- **Task directions**
All lines from the one containing "let buttons = self.button_row();" down to the one containing "let pad = inner.saturating_sub(char_len(text))", both ends included, are to be given again exactly; omit the rest of the listing below.
▽
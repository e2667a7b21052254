//! Modal overlay widgets (alerts and dialogs) painted over the scene.

use crossterm::event::{KeyCode, KeyEvent};

use crate::scene::{Scene, ScenePainter};
use crate::utils::char_len;

/// Result of feeding one key to a mounted widget.
#[derive(Debug, Clone, Copy, PartialEq, Eq)]
pub enum WidgetOutcome {
    /// Still waiting for the user.
    Pending,
    /// Enter pressed on the button at this index.
    Confirmed(usize),
    Cancelled,
}

/// A bordered box with a title, some text and a row of buttons.
#[derive(Debug, Clone, PartialEq, Eq)]
pub struct Widget {
    title: String,
    lines: Vec<String>,
    buttons: Vec<String>,
    active: usize,
}

impl Widget {
    /// A message with a single "OK" button.
    pub fn alert(title: impl Into<String>, text: &str) -> Self {
        Self::dialog(title, text, &["OK"])
    }

    pub fn dialog(title: impl Into<String>, text: &str, buttons: &[&str]) -> Self {
        Self {
            title: title.into(),
            lines: text.lines().map(str::to_string).collect(),
            buttons: buttons.iter().map(|b| (*b).to_string()).collect(),
            active: 0,
        }
    }

    pub fn title(&self) -> &str {
        &self.title
    }

    pub fn lines(&self) -> &[String] {
        &self.lines
    }

    pub fn buttons(&self) -> &[String] {
        &self.buttons
    }

    pub fn active(&self) -> usize {
        self.active
    }

    pub fn handle_key(&mut self, key: &KeyEvent) -> WidgetOutcome {
        let count = self.buttons.len().max(1);
        match key.code {
            KeyCode::Right | KeyCode::Tab => self.active = (self.active + 1) % count,
            KeyCode::Left | KeyCode::BackTab => self.active = (self.active + count - 1) % count,
            KeyCode::Enter => return WidgetOutcome::Confirmed(self.active),
            KeyCode::Esc => return WidgetOutcome::Cancelled,
            _ => {}
        }
        WidgetOutcome::Pending
    }

    fn button_row(&self) -> String {
        self.buttons
            .iter()
            .enumerate()
            .map(|(i, b)| if i == self.active { format!("[ {b} ]") } else { format!("  {b}  ") })
            .collect::<Vec<_>>()
            .join(" ")
    }

    /// The box as rows of equal char length, at most `max_width` wide.
    pub fn frame(&self, max_width: usize) -> Vec<String> {
        let buttons = self.button_row();
        let content = self
            .lines
            .iter()
            .map(|l| char_len(l))
            .chain([char_len(&self.title) + 2, char_len(&buttons)])
            .max()
            .unwrap_or(0);
        let inner = (content + 2).min(max_width.saturating_sub(2));

        let fit = |text: &str| -> String {
            let mut s: String = text.chars().take(inner).collect();
            s.push_str(&" ".repeat(inner - char_len(&s)));
            s
        };
        let centered = |text: &str| -> String {
            let pad = inner.saturating_sub(char_len(text)) / 2;
            fit(&format!("{}{text}", " ".repeat(pad)))
        };

        let title: String = format!(" {} ", self.title).chars().take(inner).collect();
        let mut rows = vec![format!("┌{title}{}┐", "─".repeat(inner - char_len(&title)))];
        for line in &self.lines {
            rows.push(format!("│{}│", fit(&format!(" {line}"))));
        }
        if !self.buttons.is_empty() {
            rows.push(format!("│{}│", fit("")));
            rows.push(format!("│{}│", centered(&buttons)));
        }
        rows.push(format!("└{}┘", "─".repeat(inner)));
        rows
    }
}

impl ScenePainter for Widget {
    /// Center the box over the scene.
    fn paint(&self, scene: &mut Scene) {
        let rows = self.frame(scene.width());
        let box_width = rows.first().map_or(0, |r| char_len(r));
        let top = scene.height().saturating_sub(rows.len()) / 2;
        let left = scene.width().saturating_sub(box_width) / 2;
        for (i, row) in rows.iter().enumerate() {
            scene.overwrite(top + i, left, row);
        }
    }
}

#[cfg(test)]
mod tests {
    use super::*;
    use crossterm::event::KeyModifiers;

    fn key(code: KeyCode) -> KeyEvent {
        KeyEvent::new(code, KeyModifiers::NONE)
    }

    // ==================== input ====================

    #[test]
    fn arrows_cycle_buttons() {
        let mut w = Widget::dialog("Quit", "Unsaved changes", &["Save", "Discard", "Cancel"]);
        assert_eq!(w.handle_key(&key(KeyCode::Right)), WidgetOutcome::Pending);
        assert_eq!(w.active(), 1);
        w.handle_key(&key(KeyCode::Tab));
        w.handle_key(&key(KeyCode::Right));
        assert_eq!(w.active(), 0);
        w.handle_key(&key(KeyCode::Left));
        assert_eq!(w.active(), 2);
    }

    #[test]
    fn enter_and_escape_resolve() {
        let mut w = Widget::dialog("Q", "?", &["Yes", "No"]);
        w.handle_key(&key(KeyCode::Right));
        assert_eq!(w.handle_key(&key(KeyCode::Enter)), WidgetOutcome::Confirmed(1));
        assert_eq!(w.handle_key(&key(KeyCode::Esc)), WidgetOutcome::Cancelled);
        assert_eq!(w.handle_key(&key(KeyCode::Char('x'))), WidgetOutcome::Pending);
    }

    #[test]
    fn alert_has_one_ok_button() {
        let mut w = Widget::alert("Error", "line 9 is outside the buffer");
        assert_eq!(w.buttons(), ["OK"]);
        w.handle_key(&key(KeyCode::Right));
        assert_eq!(w.handle_key(&key(KeyCode::Enter)), WidgetOutcome::Confirmed(0));
    }

    // ==================== painting ====================

    #[test]
    fn frame_marks_active_button() {
        let w = Widget::dialog("Quit", "Save first?", &["Yes", "No"]);
        let rows = w.frame(80);
        assert!(rows[0].starts_with("┌ Quit ─"));
        assert!(rows.iter().any(|r| r.contains("[ Yes ]   No  ")));
        assert!(rows.iter().all(|r| char_len(r) == char_len(&rows[0])));
        assert!(rows.last().unwrap().starts_with('└'));
    }

    #[test]
    fn frame_is_cut_to_max_width() {
        let w = Widget::alert("T", &"x".repeat(50));
        let rows = w.frame(20);
        assert!(rows.iter().all(|r| char_len(r) == 20));
    }

    #[test]
    fn paint_centers_the_box() {
        let mut scene = Scene::build("", 11, 0, 30);
        let w = Widget::alert("Hi", "hello");
        w.paint(&mut scene);
        let rows = w.frame(30);
        let top = (10 - rows.len()) / 2;
        let left = (30 - char_len(&rows[0])) / 2;
        assert_eq!(scene.glyph_at(top, left), Some('┌'));
        assert!(scene.rows()[top + 1].contains(" hello "));
        assert_eq!(scene.glyph_at(0, 0), Some(' '));
    }
}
△
- **Output for this exercise**
        let buttons = self.button_row();
        let content = self
            .lines
            .iter()
            .map(|l| char_len(l))
            .chain([char_len(&self.title) + 2, char_len(&buttons)])
            .max()
            .unwrap_or(0);
        let inner = (content + 2).min(max_width.saturating_sub(2));

        let fit = |text: &str| -> String {
            let mut s: String = text.chars().take(inner).collect();
            s.push_str(&" ".repeat(inner - char_len(&s)));
            s
        };
        let centered = |text: &str| -> String {
            let pad = inner.saturating_sub(char_len(text)) / 2;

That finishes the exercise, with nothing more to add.